TASK DETAILS: A single number is expected: the count of lines in the entries below that contain "contains".

*** RECORDS SUPPLIED ***

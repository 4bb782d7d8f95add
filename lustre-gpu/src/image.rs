use glam::{IVec2, UVec2, Vec2, Vec4};

use crate::{bilinear_weights, REPROJECTION_TAPS};

/// Read-only access to a 2D image of RGBA32F texels.
///
/// This is the seam between the per-pixel algorithms and whatever stores the
/// texels - host memory on the CPU device, textures in the WGSL mirrors.
pub trait ImageRead {
    fn size(&self) -> UVec2;

    /// Returns texel at given position; the position must be inside the
    /// image.
    fn load(&self, pos: UVec2) -> Vec4;

    fn contains(&self, pos: IVec2) -> bool {
        let size = self.size().as_ivec2();

        pos.x >= 0 && pos.y >= 0 && pos.x < size.x && pos.y < size.y
    }

    /// Returns texel at given position, or `None` if it falls outside the
    /// image.
    fn try_load(&self, pos: IVec2) -> Option<Vec4> {
        if self.contains(pos) {
            Some(self.load(pos.as_uvec2()))
        } else {
            None
        }
    }

    fn load_clamped(&self, pos: IVec2) -> Vec4 {
        let max = self.size().as_ivec2() - IVec2::ONE;

        self.load(pos.clamp(IVec2::ZERO, max).as_uvec2())
    }

    /// Bilinearly samples the image at given UV coordinates, clamping to
    /// edges.
    fn sample_bilinear(&self, uv: Vec2) -> Vec4 {
        let pos = uv * self.size().as_vec2() - 0.5;
        let p00 = pos.floor().as_ivec2();
        let weights = bilinear_weights(pos - pos.floor());

        REPROJECTION_TAPS
            .into_iter()
            .zip(weights)
            .map(|(offset, weight)| self.load_clamped(p00 + offset) * weight)
            .sum()
    }
}

/// Row-major view into a slice of texels.
#[derive(Clone, Copy, Debug)]
pub struct ImageView<'a> {
    size: UVec2,
    texels: &'a [Vec4],
}

impl<'a> ImageView<'a> {
    pub fn new(size: UVec2, texels: &'a [Vec4]) -> Self {
        assert_eq!((size.x * size.y) as usize, texels.len());

        Self { size, texels }
    }

    pub fn texels(&self) -> &'a [Vec4] {
        self.texels
    }
}

impl ImageRead for ImageView<'_> {
    fn size(&self) -> UVec2 {
        self.size
    }

    fn load(&self, pos: UVec2) -> Vec4 {
        self.texels[(pos.y * self.size.x + pos.x) as usize]
    }
}

/// Returns the size of given mip level of an image, following the usual
/// graphics-API rounding (halving, rounding down, never below one texel).
pub fn mip_size(size: UVec2, mip: u32) -> UVec2 {
    (size >> mip).max(UVec2::ONE)
}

*** End of RECORDS SUPPLIED ***

ANSWER FOR THIS EXERCISE: 2